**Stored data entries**
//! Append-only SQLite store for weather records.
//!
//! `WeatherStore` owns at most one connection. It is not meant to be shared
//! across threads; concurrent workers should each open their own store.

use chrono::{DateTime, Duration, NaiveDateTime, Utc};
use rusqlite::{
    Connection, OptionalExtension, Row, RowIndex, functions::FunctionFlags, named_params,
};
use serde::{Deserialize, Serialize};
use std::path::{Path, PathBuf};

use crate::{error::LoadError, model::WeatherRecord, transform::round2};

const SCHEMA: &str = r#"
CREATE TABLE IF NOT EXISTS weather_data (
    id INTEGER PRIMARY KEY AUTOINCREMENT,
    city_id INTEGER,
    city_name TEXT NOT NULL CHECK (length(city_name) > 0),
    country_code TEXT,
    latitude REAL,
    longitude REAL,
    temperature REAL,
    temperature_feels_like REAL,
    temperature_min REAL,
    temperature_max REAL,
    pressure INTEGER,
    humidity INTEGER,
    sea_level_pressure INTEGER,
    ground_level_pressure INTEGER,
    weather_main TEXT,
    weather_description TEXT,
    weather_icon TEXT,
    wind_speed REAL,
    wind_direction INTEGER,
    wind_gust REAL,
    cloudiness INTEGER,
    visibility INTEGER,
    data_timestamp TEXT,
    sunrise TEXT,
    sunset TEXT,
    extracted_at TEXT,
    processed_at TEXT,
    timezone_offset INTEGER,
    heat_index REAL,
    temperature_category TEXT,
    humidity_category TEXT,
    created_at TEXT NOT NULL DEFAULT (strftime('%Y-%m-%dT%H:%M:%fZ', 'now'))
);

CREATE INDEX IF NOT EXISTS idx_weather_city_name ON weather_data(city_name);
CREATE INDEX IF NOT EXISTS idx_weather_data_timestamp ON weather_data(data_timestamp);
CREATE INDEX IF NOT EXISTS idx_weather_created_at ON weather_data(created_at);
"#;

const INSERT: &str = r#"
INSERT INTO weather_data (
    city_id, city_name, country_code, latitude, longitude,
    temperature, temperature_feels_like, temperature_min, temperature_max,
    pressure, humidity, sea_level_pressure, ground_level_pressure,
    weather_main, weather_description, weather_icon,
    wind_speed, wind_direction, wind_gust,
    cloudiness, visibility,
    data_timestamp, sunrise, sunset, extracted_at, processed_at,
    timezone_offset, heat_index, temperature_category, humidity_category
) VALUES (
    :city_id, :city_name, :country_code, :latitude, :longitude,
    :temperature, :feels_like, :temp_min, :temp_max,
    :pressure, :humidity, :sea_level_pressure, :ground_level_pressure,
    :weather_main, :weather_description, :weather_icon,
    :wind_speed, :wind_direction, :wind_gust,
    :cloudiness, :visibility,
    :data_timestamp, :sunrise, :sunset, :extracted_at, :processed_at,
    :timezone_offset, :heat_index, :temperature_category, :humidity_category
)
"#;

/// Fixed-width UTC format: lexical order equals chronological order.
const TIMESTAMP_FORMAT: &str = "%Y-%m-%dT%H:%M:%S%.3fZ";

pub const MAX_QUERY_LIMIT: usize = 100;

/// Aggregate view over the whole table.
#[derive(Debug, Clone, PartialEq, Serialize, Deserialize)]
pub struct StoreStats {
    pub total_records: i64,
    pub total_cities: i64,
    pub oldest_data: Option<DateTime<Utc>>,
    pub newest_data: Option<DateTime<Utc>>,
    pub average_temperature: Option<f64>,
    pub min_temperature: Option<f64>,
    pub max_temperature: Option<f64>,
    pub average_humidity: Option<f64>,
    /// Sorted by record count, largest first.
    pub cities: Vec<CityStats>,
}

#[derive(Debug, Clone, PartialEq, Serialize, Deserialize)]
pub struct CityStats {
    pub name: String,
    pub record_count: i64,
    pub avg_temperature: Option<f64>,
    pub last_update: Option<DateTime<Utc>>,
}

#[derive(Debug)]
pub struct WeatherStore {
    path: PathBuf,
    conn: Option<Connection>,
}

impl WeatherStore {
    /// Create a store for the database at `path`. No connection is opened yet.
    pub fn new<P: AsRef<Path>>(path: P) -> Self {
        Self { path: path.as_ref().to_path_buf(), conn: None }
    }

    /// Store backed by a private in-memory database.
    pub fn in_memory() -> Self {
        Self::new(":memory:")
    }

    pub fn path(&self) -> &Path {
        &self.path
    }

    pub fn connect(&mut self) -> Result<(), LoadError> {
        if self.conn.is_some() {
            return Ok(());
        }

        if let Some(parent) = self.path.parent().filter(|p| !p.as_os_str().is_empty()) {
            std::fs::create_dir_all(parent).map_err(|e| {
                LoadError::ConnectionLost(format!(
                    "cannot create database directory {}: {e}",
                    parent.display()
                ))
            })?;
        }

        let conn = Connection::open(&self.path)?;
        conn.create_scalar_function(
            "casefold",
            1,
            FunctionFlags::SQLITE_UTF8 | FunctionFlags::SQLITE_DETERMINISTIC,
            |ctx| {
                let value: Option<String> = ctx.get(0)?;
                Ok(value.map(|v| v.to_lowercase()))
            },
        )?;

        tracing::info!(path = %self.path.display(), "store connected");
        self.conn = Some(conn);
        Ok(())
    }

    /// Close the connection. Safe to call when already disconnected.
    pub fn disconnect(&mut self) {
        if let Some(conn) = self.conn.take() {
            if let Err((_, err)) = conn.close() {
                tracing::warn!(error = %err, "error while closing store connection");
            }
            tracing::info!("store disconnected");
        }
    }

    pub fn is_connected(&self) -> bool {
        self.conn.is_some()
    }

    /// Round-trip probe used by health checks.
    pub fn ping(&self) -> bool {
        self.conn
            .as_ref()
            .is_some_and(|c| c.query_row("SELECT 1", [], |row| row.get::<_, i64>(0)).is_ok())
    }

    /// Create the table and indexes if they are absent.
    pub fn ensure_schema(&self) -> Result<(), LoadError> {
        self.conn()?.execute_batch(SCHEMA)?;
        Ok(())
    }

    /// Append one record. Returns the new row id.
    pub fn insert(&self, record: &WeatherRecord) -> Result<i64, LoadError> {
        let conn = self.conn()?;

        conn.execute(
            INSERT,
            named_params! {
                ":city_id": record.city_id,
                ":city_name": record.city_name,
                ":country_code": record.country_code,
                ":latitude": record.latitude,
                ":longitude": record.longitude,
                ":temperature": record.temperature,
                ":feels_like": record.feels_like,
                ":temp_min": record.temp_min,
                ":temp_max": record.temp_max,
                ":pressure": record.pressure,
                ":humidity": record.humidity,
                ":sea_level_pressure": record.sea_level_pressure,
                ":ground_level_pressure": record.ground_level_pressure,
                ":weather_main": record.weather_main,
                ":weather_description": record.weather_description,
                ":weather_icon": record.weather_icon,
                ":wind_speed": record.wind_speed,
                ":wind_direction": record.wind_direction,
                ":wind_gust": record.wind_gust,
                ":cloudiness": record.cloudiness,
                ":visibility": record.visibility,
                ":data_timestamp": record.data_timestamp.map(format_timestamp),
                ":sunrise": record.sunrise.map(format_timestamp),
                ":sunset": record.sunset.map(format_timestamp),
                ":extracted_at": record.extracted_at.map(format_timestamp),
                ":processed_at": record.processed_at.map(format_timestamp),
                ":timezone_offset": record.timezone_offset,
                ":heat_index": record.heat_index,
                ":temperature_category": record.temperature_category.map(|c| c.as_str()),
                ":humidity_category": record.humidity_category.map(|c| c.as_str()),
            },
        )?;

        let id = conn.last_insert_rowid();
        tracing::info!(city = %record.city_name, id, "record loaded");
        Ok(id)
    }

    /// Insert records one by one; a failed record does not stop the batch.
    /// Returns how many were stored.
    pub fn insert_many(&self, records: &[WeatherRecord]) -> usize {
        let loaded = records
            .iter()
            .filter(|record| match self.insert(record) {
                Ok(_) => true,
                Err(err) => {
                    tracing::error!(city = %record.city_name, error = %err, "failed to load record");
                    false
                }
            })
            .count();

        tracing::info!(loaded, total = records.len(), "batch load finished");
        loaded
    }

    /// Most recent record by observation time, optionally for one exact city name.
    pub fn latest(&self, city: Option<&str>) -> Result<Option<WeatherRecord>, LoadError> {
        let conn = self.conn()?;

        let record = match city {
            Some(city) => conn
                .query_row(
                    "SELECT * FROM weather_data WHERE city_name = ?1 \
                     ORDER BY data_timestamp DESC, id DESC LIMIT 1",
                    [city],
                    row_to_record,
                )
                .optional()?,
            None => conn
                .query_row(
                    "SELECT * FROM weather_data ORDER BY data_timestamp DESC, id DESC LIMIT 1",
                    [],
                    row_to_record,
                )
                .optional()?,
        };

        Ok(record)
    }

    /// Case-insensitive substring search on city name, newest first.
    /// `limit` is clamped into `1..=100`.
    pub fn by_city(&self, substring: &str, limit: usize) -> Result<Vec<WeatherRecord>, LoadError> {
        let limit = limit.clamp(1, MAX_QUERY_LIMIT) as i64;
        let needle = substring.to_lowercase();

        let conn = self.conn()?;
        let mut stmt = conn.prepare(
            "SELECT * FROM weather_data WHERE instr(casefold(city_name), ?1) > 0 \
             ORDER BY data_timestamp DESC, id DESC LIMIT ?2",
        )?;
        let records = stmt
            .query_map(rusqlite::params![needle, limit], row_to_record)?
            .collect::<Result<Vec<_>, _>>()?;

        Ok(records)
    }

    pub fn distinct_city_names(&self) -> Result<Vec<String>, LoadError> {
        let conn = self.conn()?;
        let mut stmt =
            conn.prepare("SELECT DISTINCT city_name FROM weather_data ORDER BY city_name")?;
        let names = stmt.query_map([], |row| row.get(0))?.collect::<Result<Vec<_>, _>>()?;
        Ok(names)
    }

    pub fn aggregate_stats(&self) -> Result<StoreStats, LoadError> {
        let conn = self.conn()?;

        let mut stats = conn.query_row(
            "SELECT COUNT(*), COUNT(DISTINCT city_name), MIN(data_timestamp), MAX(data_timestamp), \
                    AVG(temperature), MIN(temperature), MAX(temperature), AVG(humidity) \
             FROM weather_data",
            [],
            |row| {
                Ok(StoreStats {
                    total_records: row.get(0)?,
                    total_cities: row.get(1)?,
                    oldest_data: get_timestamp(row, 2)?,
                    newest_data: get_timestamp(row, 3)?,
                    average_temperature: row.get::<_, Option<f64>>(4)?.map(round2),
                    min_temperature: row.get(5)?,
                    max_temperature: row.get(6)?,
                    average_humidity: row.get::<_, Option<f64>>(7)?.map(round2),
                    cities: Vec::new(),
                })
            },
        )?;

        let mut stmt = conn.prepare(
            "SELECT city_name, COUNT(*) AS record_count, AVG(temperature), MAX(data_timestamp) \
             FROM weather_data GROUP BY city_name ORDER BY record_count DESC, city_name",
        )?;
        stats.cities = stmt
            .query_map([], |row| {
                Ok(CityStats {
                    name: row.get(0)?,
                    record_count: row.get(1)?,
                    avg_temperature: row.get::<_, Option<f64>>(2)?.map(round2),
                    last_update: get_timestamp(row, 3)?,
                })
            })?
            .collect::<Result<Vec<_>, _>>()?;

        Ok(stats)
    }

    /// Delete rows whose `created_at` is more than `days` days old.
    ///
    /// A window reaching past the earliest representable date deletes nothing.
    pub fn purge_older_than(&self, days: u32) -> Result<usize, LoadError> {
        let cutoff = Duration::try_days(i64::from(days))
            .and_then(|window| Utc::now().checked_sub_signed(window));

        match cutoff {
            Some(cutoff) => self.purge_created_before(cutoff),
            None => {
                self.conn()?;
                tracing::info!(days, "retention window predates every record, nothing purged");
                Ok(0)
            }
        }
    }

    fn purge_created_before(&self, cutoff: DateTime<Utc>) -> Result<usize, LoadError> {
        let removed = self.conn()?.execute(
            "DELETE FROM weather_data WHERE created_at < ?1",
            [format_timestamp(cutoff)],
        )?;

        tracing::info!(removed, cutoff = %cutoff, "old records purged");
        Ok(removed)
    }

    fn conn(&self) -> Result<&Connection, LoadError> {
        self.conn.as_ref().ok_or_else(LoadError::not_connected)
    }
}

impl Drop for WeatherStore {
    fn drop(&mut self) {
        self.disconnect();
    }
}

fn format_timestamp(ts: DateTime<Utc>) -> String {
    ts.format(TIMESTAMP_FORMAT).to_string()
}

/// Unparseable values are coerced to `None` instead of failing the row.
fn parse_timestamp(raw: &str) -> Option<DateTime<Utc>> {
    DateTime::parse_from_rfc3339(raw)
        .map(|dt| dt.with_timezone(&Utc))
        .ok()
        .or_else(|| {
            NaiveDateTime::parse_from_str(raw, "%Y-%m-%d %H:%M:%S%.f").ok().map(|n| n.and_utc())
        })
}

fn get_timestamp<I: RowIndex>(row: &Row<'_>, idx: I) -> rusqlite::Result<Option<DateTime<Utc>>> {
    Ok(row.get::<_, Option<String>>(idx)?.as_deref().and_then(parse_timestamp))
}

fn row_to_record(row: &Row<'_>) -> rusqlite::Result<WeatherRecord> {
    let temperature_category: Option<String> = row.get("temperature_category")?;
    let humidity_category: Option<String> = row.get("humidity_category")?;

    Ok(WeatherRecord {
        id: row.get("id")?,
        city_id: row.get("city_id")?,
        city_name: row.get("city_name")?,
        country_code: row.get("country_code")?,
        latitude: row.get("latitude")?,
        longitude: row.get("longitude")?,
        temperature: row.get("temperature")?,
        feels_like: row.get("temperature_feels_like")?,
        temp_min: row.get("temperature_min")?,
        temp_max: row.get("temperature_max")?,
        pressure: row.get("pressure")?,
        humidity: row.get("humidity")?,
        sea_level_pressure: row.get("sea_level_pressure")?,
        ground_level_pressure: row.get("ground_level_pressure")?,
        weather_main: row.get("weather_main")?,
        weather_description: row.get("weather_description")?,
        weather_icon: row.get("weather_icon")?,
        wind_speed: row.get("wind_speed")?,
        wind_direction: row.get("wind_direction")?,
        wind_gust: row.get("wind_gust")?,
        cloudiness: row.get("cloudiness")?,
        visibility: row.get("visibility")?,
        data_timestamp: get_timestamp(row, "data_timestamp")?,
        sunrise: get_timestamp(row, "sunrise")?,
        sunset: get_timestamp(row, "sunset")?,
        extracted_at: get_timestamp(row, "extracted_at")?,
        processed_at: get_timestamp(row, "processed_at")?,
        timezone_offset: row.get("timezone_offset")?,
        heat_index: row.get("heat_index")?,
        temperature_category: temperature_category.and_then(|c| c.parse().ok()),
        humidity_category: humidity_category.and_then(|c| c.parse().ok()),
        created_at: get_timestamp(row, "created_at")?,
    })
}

**Exercise objective**
Read through the records above and copy the lines that contain "days".

**The answer**
    /// Delete rows whose `created_at` is more than `days` days old.
    pub fn purge_older_than(&self, days: u32) -> Result<usize, LoadError> {
        let cutoff = Duration::try_days(i64::from(days))
                tracing::info!(days, "retention window predates every record, nothing purged");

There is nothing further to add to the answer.